Nacionalista, Meloni, 45 anos, líder do partido Irmãos da Itália, promete fazer história. Além de levar a extrema-direita ao poder depois de décadas, pode ser a primeira mulher a chefiar o governo. A história dela na política começou como líder estudantil em Roma. Já naquela época entoava um discurso extremista e conservador e não se intimidava em dizer que tinha como ídolo Benito Mussolini, símbolo do fascismo. No início, dividiu a militância política em associações estudantis de direita radical, as quais define como “minha segunda família”, com os trabalhos de babá e camareira.

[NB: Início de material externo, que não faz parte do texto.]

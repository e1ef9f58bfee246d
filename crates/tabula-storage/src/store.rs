use tabula_model::{Calculation, Dataset, DatasetId, GenerationId, Record, Value};

use crate::error::{Result, StorageError};

/// A persisted row together with its physical id.
///
/// Ids grow with insertion order, so sorting by id reproduces the order rows were saved in.
#[derive(Clone, Debug, PartialEq)]
pub struct StoredRow {
    pub id: i64,
    pub record: Record,
}

/// Persistence backend for datasets, their rows, calculations and summaries.
///
/// Implementations only store and retrieve; generation semantics, batching and schema
/// reconciliation live in [`crate::ObservationStore`].
pub trait Store: Send + Sync {
    /// Insert or replace the dataset record.
    fn put_dataset(&self, dataset: &Dataset) -> Result<()>;
    fn get_dataset(&self, id: &DatasetId) -> Result<Dataset>;

    /// Insert one batch of rows stamped with `generation`.
    fn insert_rows(
        &self,
        dataset_id: &DatasetId,
        generation: &GenerationId,
        rows: &[Record],
    ) -> Result<()>;
    /// Rows of one generation, ordered by id.
    fn load_rows(&self, dataset_id: &DatasetId, generation: &GenerationId)
        -> Result<Vec<StoredRow>>;
    fn count_rows(&self, dataset_id: &DatasetId, generation: &GenerationId) -> Result<usize>;
    /// Overwrite the records of existing rows, matched by id.
    fn update_rows(&self, dataset_id: &DatasetId, rows: &[StoredRow]) -> Result<()>;
    fn delete_rows(&self, dataset_id: &DatasetId, ids: &[i64]) -> Result<usize>;
    fn delete_generation(&self, dataset_id: &DatasetId, generation: &GenerationId)
        -> Result<usize>;
    /// Physically remove rows of every generation except `active`.
    fn delete_stale_rows(&self, dataset_id: &DatasetId, active: &GenerationId) -> Result<usize>;

    fn insert_calculation(&self, calculation: &Calculation) -> Result<()>;
    /// Persist a state change of an existing calculation.
    fn update_calculation(&self, calculation: &Calculation) -> Result<()>;
    fn delete_calculation(
        &self,
        dataset_id: &DatasetId,
        name: &str,
        group: Option<&str>,
    ) -> Result<()>;
    /// Calculations of a dataset in creation order.
    fn list_calculations(&self, dataset_id: &DatasetId) -> Result<Vec<Calculation>>;

    fn put_summary(
        &self,
        dataset_id: &DatasetId,
        generation: &GenerationId,
        summary: &serde_json::Value,
    ) -> Result<()>;
    fn get_summary(
        &self,
        dataset_id: &DatasetId,
        generation: &GenerationId,
    ) -> Result<Option<serde_json::Value>>;
    /// Remove summaries of every generation except `active`.
    fn delete_stale_summaries(&self, dataset_id: &DatasetId, active: &GenerationId)
        -> Result<usize>;
}

pub(crate) fn record_to_json(record: &Record) -> serde_json::Value {
    serde_json::Value::Object(
        record
            .iter()
            .map(|(k, v)| (k.clone(), v.to_json()))
            .collect(),
    )
}

pub(crate) fn record_from_json(value: &serde_json::Value) -> Result<Record> {
    let serde_json::Value::Object(map) = value else {
        return Err(StorageError::Corrupt(format!(
            "expected a JSON object row, found {value}"
        )));
    };
    map.iter()
        .map(|(k, v)| Ok((k.clone(), Value::from_json(v)?)))
        .collect()
}

#[cfg(test)]
mod tests {
    use super::*;
    use pretty_assertions::assert_eq;
    use serde_json::json;

    #[test]
    fn records_use_extended_json() {
        let mut record = Record::new();
        record.insert("price".into(), 10.into());
        record.insert(
            "when".into(),
            Value::DateTime(tabula_model::datetime_from_millis(0).unwrap()),
        );
        let encoded = record_to_json(&record);
        assert_eq!(encoded, json!({"price": 10, "when": {"$date": 0}}));
        assert_eq!(record_from_json(&encoded).unwrap(), record);
        assert!(record_from_json(&json!([1])).is_err());
    }
}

Não demorou muito para chegar à Câmara de Deputados, onde está desde 2006. Naquele mesmo ano, obteve licença para atuar como jornalista. Em 2008, foi nomeada ministra da Juventude no governo de Silvio Berlusconi, que agora está no seu palanque como candidato a senador. Em 2019, pouco antes da pandemia, Meloni colocou em marcha o plano para ocupar o cargo mais importante da Itália. Passou a atacar o governo de Mário Draghi e começou a chamar a atenção do público por sua juventude e personalidade forte.

Nas redes sociais, usa sempre um bordão: “Giorgia. Sou mulher, sou mãe, sou italiana, sou cristã”. A possível primeira-ministra, por sua vez, não expõe muito sua vida pessoal e mantém os holofotes distantes da única filha, de 16 anos. Por seu discurso machista e reacionário, tem mais votos entre os homens. Recentemente, Meloni irritou as italianas ao retuitar um vídeo de uma mulher sendo estuprada em uma rua porque o crime foi cometido por um imigrante. Questionada, ironizou: “Eu sou uma mulher, então, dizer que você não é uma mulher se você diz as coisas que eu digo, francamente, me faz rir”.